Nau Sena Medal (also spelt Nao Sena Medal, lit. Navy Medal) is a gallantry award for servicemen in the Indian Navy.

==History==
The Nau Sena Medal was instituted on 26 January 1960 by the Government of India, with the approval of the President of India. Five other medals were instituted on the same day - the Vishisht Seva Medal series (Class I, Class II, Class III), (Note: These awards were later renamed Param Vishisht Seva Medal, Ati Vishisht Seva Medal and Vishisht Seva Medal respectively.) the Sainya Seva Medal, Videsh Seva Medal, Sena Medal and the Vayu Sena Medal.

== Design ==
The medal is pentangular in shape, with curved sides made of standard silver.

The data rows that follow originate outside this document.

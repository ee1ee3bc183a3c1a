//! # Twohop Parser
//!
//! Extracts the per-document metadata the aggregation engine consumes:
//! outgoing links, embeds, inline tags and YAML front-matter.
//!
//! ## Architecture
//!
//! Parsing runs in two phases via [`MetadataEngine`]:
//!
//! ### Phase 1: pulldown-cmark pass
//! - Front-matter (YAML metadata block) and markdown links `[text](path)`
//! - Records code blocks, inline code and HTML as excluded ranges
//!
//! ### Phase 2: Regex pass (Obsidian extensions)
//! - Wikilinks `[[Note]]`, embeds `![[image.png]]`, tags `#tag`
//! - Skips excluded ranges so code samples never produce links
//!
//! ## Quick Start
//!
//! ```
//! use twohop_parser::parse_metadata;
//!
//! let content = "---\ntags: [project]\n---\n# Title\n\n[[Other Note|alias]] and #todo\n";
//! let metadata = parse_metadata(content);
//!
//! assert_eq!(metadata.links[0].link, "Other Note");
//! assert_eq!(metadata.all_tags(), vec!["#todo", "#project"]);
//! ```

mod engine;

pub use engine::MetadataEngine;
pub use twohop_core::CachedMetadata;

/// Extract links, embeds, tags and front-matter from markdown content.
pub fn parse_metadata(content: &str) -> CachedMetadata {
    MetadataEngine::new(content).extract()
}
//! Core data models shared by the aggregation engine, the preview extractor
//! and vault hosts.
//!
//! These types are designed to be:
//! - **Serializable**: result types derive Serialize/Deserialize for the CLI and tests
//! - **Immutable**: references and groups are built once per aggregation pass
//! - **Deterministic**: adjacency maps are ordered so repeated passes agree

use crate::utils::remove_block_reference;
use serde::{Deserialize, Serialize};
use std::collections::{BTreeMap, HashSet};

/// Directed adjacency: `map[source][destination] = occurrence count`.
///
/// A source is present iff it has at least one outgoing link of this class.
pub type AdjacencyMap = BTreeMap<String, BTreeMap<String, u32>>;

/// Read-only snapshot of the vault-wide link graph.
#[derive(Debug, Clone, Default, PartialEq, Eq, Serialize, Deserialize)]
pub struct LinkGraphSnapshot {
    /// Links whose destination is an existing document path
    pub resolved: AdjacencyMap,
    /// Links whose destination text does not resolve to any document
    pub unresolved: AdjacencyMap,
}

impl LinkGraphSnapshot {
    /// Create an empty snapshot
    pub fn new() -> Self {
        Self::default()
    }

    /// Record one resolved link occurrence from `source` to `dest`
    pub fn add_resolved(&mut self, source: impl Into<String>, dest: impl Into<String>) {
        *self
            .resolved
            .entry(source.into())
            .or_default()
            .entry(dest.into())
            .or_insert(0) += 1;
    }

    /// Record one unresolved link occurrence from `source` to `dest`
    pub fn add_unresolved(&mut self, source: impl Into<String>, dest: impl Into<String>) {
        *self
            .unresolved
            .entry(source.into())
            .or_default()
            .entry(dest.into())
            .or_insert(0) += 1;
    }

    /// Total number of distinct edges across both classes
    pub fn edge_count(&self) -> usize {
        self.resolved.values().map(BTreeMap::len).sum::<usize>()
            + self.unresolved.values().map(BTreeMap::len).sum::<usize>()
    }
}

/// A link from some document to a target, as presented to the user.
///
/// `source_path` disambiguates relative resolution of `link_text`. The link
/// text may carry a block reference (`#^id`), which is kept for display and
/// navigation but ignored for identity.
#[derive(Debug, Clone, PartialEq, Eq, Hash, Serialize, Deserialize)]
pub struct FileReference {
    pub source_path: String,
    pub link_text: String,
}

impl FileReference {
    /// Create a new reference
    pub fn new(source_path: impl Into<String>, link_text: impl Into<String>) -> Self {
        Self {
            source_path: source_path.into(),
            link_text: link_text.into(),
        }
    }

    /// Identity key: `source_path::link_text` without the block reference
    pub fn key(&self) -> String {
        format!("{}::{}", self.source_path, self.link_path())
    }

    /// Link text with any `#^block` suffix removed
    pub fn link_path(&self) -> &str {
        remove_block_reference(&self.link_text)
    }
}

/// One intermediate document and the sibling documents reachable through it.
#[derive(Debug, Clone, PartialEq, Eq, Serialize, Deserialize)]
pub struct TwoHopGroup {
    pub link: FileReference,
    pub members: Vec<FileReference>,
}

impl TwoHopGroup {
    pub fn new(link: FileReference, members: Vec<FileReference>) -> Self {
        Self { link, members }
    }
}

/// Documents other than the active one that share `tag` with it.
#[derive(Debug, Clone, PartialEq, Eq, Serialize, Deserialize)]
pub struct TagGroup {
    pub tag: String,
    pub members: Vec<FileReference>,
}

impl TagGroup {
    pub fn new(tag: impl Into<String>, members: Vec<FileReference>) -> Self {
        Self {
            tag: tag.into(),
            members,
        }
    }
}

/// File-system facts about a document. Times are milliseconds since the epoch.
#[derive(Debug, Clone, Copy, Default, PartialEq, Eq, Serialize, Deserialize)]
pub struct DocumentStat {
    pub size: u64,
    pub mtime: i64,
    pub ctime: i64,
}

/// An outgoing link as written in a document
#[derive(Debug, Clone, PartialEq, Eq, Serialize, Deserialize)]
pub struct LinkCache {
    pub link: String,
}

impl LinkCache {
    pub fn new(link: impl Into<String>) -> Self {
        Self { link: link.into() }
    }
}

/// An inline tag, always stored with its leading `#`
#[derive(Debug, Clone, PartialEq, Eq, Serialize, Deserialize)]
pub struct TagCache {
    pub tag: String,
}

impl TagCache {
    pub fn new(tag: impl Into<String>) -> Self {
        Self { tag: tag.into() }
    }
}

/// A front-matter field that may be written as a scalar or a list.
#[derive(Debug, Clone, PartialEq, Eq, Serialize, Deserialize)]
#[serde(untagged)]
pub enum StringOrList {
    One(String),
    Many(Vec<String>),
}

impl StringOrList {
    /// Flatten into individual values; scalars are split on commas and whitespace
    pub fn values(&self) -> Vec<String> {
        match self {
            Self::One(s) => s
                .split(|c: char| c == ',' || c.is_whitespace())
                .filter(|part| !part.is_empty())
                .map(str::to_string)
                .collect(),
            Self::Many(items) => items
                .iter()
                .map(|s| s.trim().to_string())
                .filter(|s| !s.is_empty())
                .collect(),
        }
    }

    /// Like [`StringOrList::values`] but scalars are only split on commas.
    /// Aliases routinely contain spaces.
    pub fn values_preserving_spaces(&self) -> Vec<String> {
        match self {
            Self::One(s) => s
                .split(',')
                .map(|part| part.trim().to_string())
                .filter(|part| !part.is_empty())
                .collect(),
            Self::Many(_) => self.values(),
        }
    }
}

/// The subset of YAML front-matter this crate cares about
#[derive(Debug, Clone, Default, PartialEq, Eq, Serialize, Deserialize)]
pub struct Frontmatter {
    #[serde(default)]
    pub tags: Option<StringOrList>,
    #[serde(default)]
    pub aliases: Option<StringOrList>,
}

impl Frontmatter {
    /// Tags normalised with a leading `#`
    pub fn tags(&self) -> Vec<String> {
        self.tags
            .as_ref()
            .map(|t| t.values().into_iter().map(normalize_tag).collect())
            .unwrap_or_default()
    }

    pub fn aliases(&self) -> Vec<String> {
        self.aliases
            .as_ref()
            .map(StringOrList::values_preserving_spaces)
            .unwrap_or_default()
    }
}

/// Per-document metadata supplied by the host
#[derive(Debug, Clone, Default, PartialEq, Eq, Serialize, Deserialize)]
pub struct CachedMetadata {
    pub links: Vec<LinkCache>,
    pub embeds: Vec<LinkCache>,
    pub tags: Vec<TagCache>,
    pub frontmatter: Option<Frontmatter>,
}

impl CachedMetadata {
    /// Inline tags followed by front-matter tags, first occurrence wins
    pub fn all_tags(&self) -> Vec<String> {
        let mut seen = HashSet::new();
        let frontmatter_tags = self
            .frontmatter
            .as_ref()
            .map(Frontmatter::tags)
            .unwrap_or_default();

        self.tags
            .iter()
            .map(|t| t.tag.clone())
            .chain(frontmatter_tags)
            .filter(|tag| seen.insert(tag.clone()))
            .collect()
    }

    /// Link targets as written, in document order
    pub fn link_texts(&self) -> Vec<&str> {
        self.links.iter().map(|l| l.link.as_str()).collect()
    }
}

fn normalize_tag(tag: String) -> String {
    if tag.starts_with('#') {
        tag
    } else {
        format!("#{}", tag)
    }
}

The mounting shall is a fixed ring attached to a metal stripe 3mm wide ornamented with Ashoka leaves. It has embossed on its obverse the Naval Crest. On its reverse, it has a trident within a circle and rope and the inscription "Nau Sena Medal", in Hindi, embossed along the upper rim.

The riband is navy blue colour with a white thin silver stripe down the centre. 32 mm, dark blue with a 2 mm white central strips. Dark blue 15 mm, white 2 mm, dark blue 15 mm.